»»

//! Page categories for tab pages.
//!
//! Every page rendered inside a tab declares an HTML `id` of the form
//! `{entity}--{category}` (e.g. `"a001_sales_order--list"`) and a
//! `data-page-category` attribute with one of the constants below.

/// Table with filters and pagination
pub const PAGE_CAT_LIST: &str = "list";

/// One record
pub const PAGE_CAT_DETAIL: &str = "detail";

/// Report with summary cards
pub const PAGE_CAT_DASHBOARD: &str = "dashboard";

/// Create form
pub const PAGE_CAT_FORM: &str = "form";

/// Checks the `{entity}--{category}` format
pub fn is_valid_page_id(id: &str) -> bool {
    matches!(id.split_once("--"), Some((entity, category)) if !entity.is_empty() && !category.is_empty())
}
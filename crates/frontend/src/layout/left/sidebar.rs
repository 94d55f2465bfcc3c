//! Sidebar with collapsible menu groups

use crate::layout::global_context::use_app_context;
use crate::layout::tabs::tab_label_for_key;
use crate::layout::tabs::tab_labels::*;
use crate::shared::icons::icon;
use leptos::prelude::*;

struct MenuGroup {
    id: &'static str,
    label: &'static str,
    /// (tab key, icon)
    items: &'static [(&'static str, &'static str)],
}

const MENU_GROUPS: &[MenuGroup] = &[
    MenuGroup {
        id: "sales",
        label: "Sales",
        items: &[
            (SALES_ORDERS, "orders"),
            (COLLECTIONS, "collections"),
            (LOYALTY_POINTS, "loyalty"),
        ],
    },
    MenuGroup {
        id: "inventory",
        label: "Inventory",
        items: &[(STOCK_TRANSFERS, "transfers"), (ASSET_REQUESTS, "assets")],
    },
    MenuGroup {
        id: "service",
        label: "Customer Service",
        items: &[(TICKETS, "tickets")],
    },
    MenuGroup {
        id: "reports",
        label: "Reports",
        items: &[(SALES_REPORT, "reports")],
    },
];

#[component]
pub fn Sidebar() -> impl IntoView {
    let ctx = use_app_context();
    // все группы раскрыты при старте
    let expanded_groups = RwSignal::new(MENU_GROUPS.iter().map(|g| g.id).collect::<Vec<_>>());

    let toggle_group = move |id: &'static str| {
        expanded_groups.update(|items| {
            if let Some(pos) = items.iter().position(|x| *x == id) {
                items.remove(pos);
            } else {
                items.push(id);
            }
        });
    };

    view! {
        <div class="app-sidebar__content">
            {MENU_GROUPS.iter().map(|group| {
                let id = group.id;
                let is_expanded = move || expanded_groups.with(|e| e.contains(&id));
                view! {
                    <div>
                        <div
                            class="app-sidebar__item app-sidebar__group"
                            on:click=move |_| toggle_group(id)
                        >
                            <div class="app-sidebar__item-content">
                                <span>{group.label}</span>
                            </div>
                            <div
                                class="app-sidebar__chevron"
                                class:app-sidebar__chevron--expanded=is_expanded
                            >
                                {icon("chevron-right")}
                            </div>
                        </div>
                        <Show when=is_expanded>
                            <div class="app-sidebar__children">
                                {group.items.iter().map(|&(key, icon_name)| {
                                    let label = tab_label_for_key(key);
                                    view! {
                                        <div
                                            class="app-sidebar__item"
                                            class:app-sidebar__item--active=move || {
                                                ctx.active.with(|a| a.as_deref() == Some(key))
                                            }
                                            on:click=move |_| ctx.open_tab(key, label)
                                        >
                                            <div class="app-sidebar__item-content">
                                                {icon(icon_name)}
                                                <span>{label}</span>
                                            </div>
                                        </div>
                                    }
                                }).collect_view()}
                            </div>
                        </Show>
                    </div>
                }
            }).collect_view()}
        </div>
    }
}
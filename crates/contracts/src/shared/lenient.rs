//! Serde helpers for ERP payloads that mix numbers and numeric strings.

use serde::de::{self, Deserializer};
use serde::Deserialize;
use serde_json::Value;

fn number_from(value: &Value) -> Result<Option<f64>, String> {
    match value {
        Value::Null => Ok(None),
        Value::Number(n) => n.as_f64().map(Some).ok_or_else(|| format!("bad number {n}")),
        Value::String(s) if s.trim().is_empty() => Ok(None),
        Value::String(s) => s
            .trim()
            .replace(',', "")
            .parse::<f64>()
            .map(Some)
            .map_err(|_| format!("'{s}' is not a number")),
        other => Err(format!("expected a number, got {other}")),
    }
}

/// `12.5`, `"12.5"` and `"1,200.00"`; null or blank gives `0.0`
pub fn f64_or_zero<'de, D: Deserializer<'de>>(d: D) -> Result<f64, D::Error> {
    let value = Value::deserialize(d)?;
    number_from(&value)
        .map(|v| v.unwrap_or(0.0))
        .map_err(de::Error::custom)
}

pub fn opt_f64<'de, D: Deserializer<'de>>(d: D) -> Result<Option<f64>, D::Error> {
    let value = Value::deserialize(d)?;
    number_from(&value).map_err(de::Error::custom)
}

pub fn u64_or_zero<'de, D: Deserializer<'de>>(d: D) -> Result<u64, D::Error> {
    let value = Value::deserialize(d)?;
    match number_from(&value).map_err(de::Error::custom)? {
        Some(v) if v >= 0.0 => Ok(v as u64),
        Some(v) => Err(de::Error::custom(format!("negative count {v}"))),
        None => Ok(0),
    }
}

/// Identifiers arrive as `17` or `"17"`; both become `"17"`
pub fn id_string<'de, D: Deserializer<'de>>(d: D) -> Result<String, D::Error> {
    match Value::deserialize(d)? {
        Value::String(s) => Ok(s),
        Value::Number(n) => Ok(n.to_string()),
        other => Err(de::Error::custom(format!("expected an id, got {other}"))),
    }
}

pub fn opt_id_string<'de, D: Deserializer<'de>>(d: D) -> Result<Option<String>, D::Error> {
    match Value::deserialize(d)? {
        Value::Null => Ok(None),
        Value::String(s) => Ok(Some(s)),
        Value::Number(n) => Ok(Some(n.to_string())),
        other => Err(de::Error::custom(format!("expected an id, got {other}"))),
    }
}

#[cfg(test)]
mod tests {
    use super::*;
    use serde_json::json;

    #[derive(Debug, Deserialize)]
    struct Probe {
        #[serde(deserialize_with = "id_string")]
        id: String,
        #[serde(deserialize_with = "f64_or_zero")]
        amount: f64,
        #[serde(default, deserialize_with = "opt_f64")]
        discount: Option<f64>,
        #[serde(default, deserialize_with = "u64_or_zero")]
        count: u64,
    }

    #[test]
    fn numbers_and_strings_are_accepted() {
        let p: Probe =
            serde_json::from_value(json!({"id": 17, "amount": "1,200.50", "count": "3"})).unwrap();
        assert_eq!(p.id, "17");
        assert_eq!(p.amount, 1200.5);
        assert_eq!(p.discount, None);
        assert_eq!(p.count, 3);
    }

    #[test]
    fn null_amount_is_zero_and_text_is_rejected() {
        let p: Probe = serde_json::from_value(json!({"id": "A1", "amount": null})).unwrap();
        assert_eq!(p.amount, 0.0);

        let err = serde_json::from_value::<Probe>(json!({"id": "A1", "amount": "n/a"}));
        assert!(err.is_err());
    }
}
//! HTTP-транспорт к ERP API поверх gloo-net.
//!
//! Все запросы идут через [`HttpTransport`]: Bearer-токен из сессии,
//! проверка HTTP-статуса и единая проверка конверта ответа.

use async_trait::async_trait;
use contracts::shared::api_error::{check_envelope, ApiError};
use contracts::shared::endpoint::{fetch_list, ApiTransport, ListEndpoint};
use contracts::shared::list_query::{ListQuery, ListResult};
use futures::future::{FutureExt, LocalBoxFuture};
use gloo_net::http::{Request, RequestBuilder, Response};
use serde::de::DeserializeOwned;
use serde_json::Value;
use std::sync::Arc;

use super::api_utils::erp_url;
use super::notifications::NotificationService;
use crate::system::session;

/// Асинхронный источник страниц для `DataTable`
pub type ListFn<R> =
    Arc<dyn Fn(ListQuery) -> LocalBoxFuture<'static, Result<ListResult<R>, ApiError>> + Send + Sync>;

#[derive(Debug, Clone, Copy, Default)]
pub struct HttpTransport;

fn authorize(builder: RequestBuilder) -> RequestBuilder {
    match session::access_token() {
        Some(token) => builder.header("Authorization", &format!("Bearer {}", token)),
        None => builder,
    }
}

async fn read_body(path: &str, response: Response) -> Result<Value, ApiError> {
    if !response.ok() {
        log::warn!("{} answered with status {}", path, response.status());
        return Err(ApiError::Http {
            status: response.status(),
        });
    }
    let body: Value = response.json().await.map_err(ApiError::decode)?;
    check_envelope(&body)?;
    Ok(body)
}

#[async_trait(?Send)]
impl ApiTransport for HttpTransport {
    async fn get_json(&self, path: &str, params: &[(String, String)]) -> Result<Value, ApiError> {
        let url = erp_url(path);
        let response = authorize(Request::get(&url))
            .query(params.iter().map(|(k, v)| (k.as_str(), v.as_str())))
            .send()
            .await
            .map_err(ApiError::transport)?;
        read_body(path, response).await
    }

    async fn post_json(&self, path: &str, body: &Value) -> Result<Value, ApiError> {
        let url = erp_url(path);
        let response = authorize(Request::post(&url))
            .json(body)
            .map_err(ApiError::decode)?
            .send()
            .await
            .map_err(ApiError::transport)?;
        read_body(path, response).await
    }
}

/// Колбэк списка для `DataTable`: запрос к `endpoint`. Ошибка показывается
/// пользователю и возвращается таблице, которая сама решает, что рисовать.
pub fn list_fn<R>(endpoint: &'static ListEndpoint, notify: NotificationService) -> ListFn<R>
where
    R: DeserializeOwned + 'static,
{
    Arc::new(move |query: ListQuery| {
        async move {
            let result = fetch_list(&HttpTransport, endpoint, &query).await;
            if let Err(err) = &result {
                log::warn!("list {} failed: {}", endpoint.path, err);
                notify.api_error(err);
            }
            result
        }
        .boxed_local()
    })
}
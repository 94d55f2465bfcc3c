//! Поиск по спискам с задержкой отправки

use gloo_timers::callback::Timeout;
use leptos::prelude::*;

const DEBOUNCE_MS: u32 = 300;

/// Поле поиска с debounce и кнопкой очистки.
///
/// `on_change` вызывается через 300 мс после последнего ввода; очистка
/// срабатывает сразу.
#[component]
pub fn SearchInput(
    /// Текущее значение фильтра
    #[prop(into)]
    value: Signal<String>,
    #[prop(into)]
    on_change: Callback<String>,
    #[prop(optional, into)]
    placeholder: String,
) -> impl IntoView {
    let placeholder = if placeholder.is_empty() {
        "Search...".to_string()
    } else {
        placeholder
    };

    let (input_value, set_input_value) = signal(value.get_untracked());
    // Drop отменяет предыдущий таймер
    let pending = StoredValue::new_local(None::<Timeout>);

    let handle_input = move |new_value: String| {
        set_input_value.set(new_value.clone());
        let timeout = Timeout::new(DEBOUNCE_MS, move || on_change.run(new_value));
        pending.set_value(Some(timeout));
    };

    let clear = move |_| {
        pending.set_value(None);
        set_input_value.set(String::new());
        on_change.run(String::new());
    };

    let is_active = move || !value.get().trim().is_empty();

    view! {
        <div class="search-input">
            <input
                type="text"
                class=move || {
                    if is_active() { "search-input__field search-input__field--active" } else { "search-input__field" }
                }
                placeholder=placeholder
                prop:value=move || input_value.get()
                on:input=move |ev| handle_input(event_target_value(&ev))
            />
            <Show when=move || !input_value.get().is_empty()>
                <button class="search-input__clear" on:click=clear title="Clear">
                    {crate::shared::icons::icon("x")}
                </button>
            </Show>
        </div>
    }
}
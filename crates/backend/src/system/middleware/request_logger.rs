use axum::body::to_bytes;
use axum::body::Body;
use axum::http::{Method, Request, StatusCode};
use axum::middleware::Next;
use axum::response::Response;
use chrono::Local;
use std::time::Duration;

use crate::shared::format::format_number;

/// Middleware для логирования HTTP запросов
///
/// Одна строка на запрос: время, длительность, размер ответа, статус, метод и путь.
/// Путь пишется без query string (в `/api/download` там ссылки на файлы).
pub async fn request_logger(req: Request<Body>, next: Next) -> Response {
    let start = std::time::Instant::now();
    let method = req.method().clone();
    let path = req.uri().path().to_string();

    let response = next.run(req).await;
    let (parts, body) = response.into_parts();

    // Читаем тело ответа, чтобы узнать реальный размер
    match to_bytes(body, usize::MAX).await {
        Ok(bytes) => {
            print_line(
                parts.status,
                start.elapsed(),
                &format_number(bytes.len()),
                &method,
                &path,
            );
            Response::from_parts(parts, Body::from(bytes))
        }
        Err(e) => {
            print_line(parts.status, start.elapsed(), "error", &method, &path);
            tracing::warn!("failed to read response body for {} {}: {}", method, path, e);
            Response::from_parts(parts, Body::default())
        }
    }
}

fn print_line(status: StatusCode, duration: Duration, size: &str, method: &Method, path: &str) {
    // голубой для 2xx, коричневый для остальных
    let color_code = if status.is_success() { "36" } else { "33" };
    println!(
        "\x1b[{}m{}\x1b[0m | {:>5}ms | {:>12} | {} {:>6} {}",
        color_code,
        Local::now().format("%H:%M:%S"),
        duration.as_millis(),
        size,
        status.as_u16(),
        method,
        path
    );
}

««

▸ PROBLEM TO WORK ON
Print the lines above from the one with "use serde::de::DeserializeOwned;" through the one with "pub struct HttpTransport;", both included, exactly as written and nothing more.

▸ RESULT OF THE EXERCISE
use serde::de::DeserializeOwned;
use serde_json::Value;
use std::sync::Arc;

use super::api_utils::erp_url;
use super::notifications::NotificationService;
use crate::system::session;

/// Асинхронный источник страниц для `DataTable`
pub type ListFn<R> =
    Arc<dyn Fn(ListQuery) -> LocalBoxFuture<'static, Result<ListResult<R>, ApiError>> + Send + Sync>;

#[derive(Debug, Clone, Copy, Default)]
pub struct HttpTransport;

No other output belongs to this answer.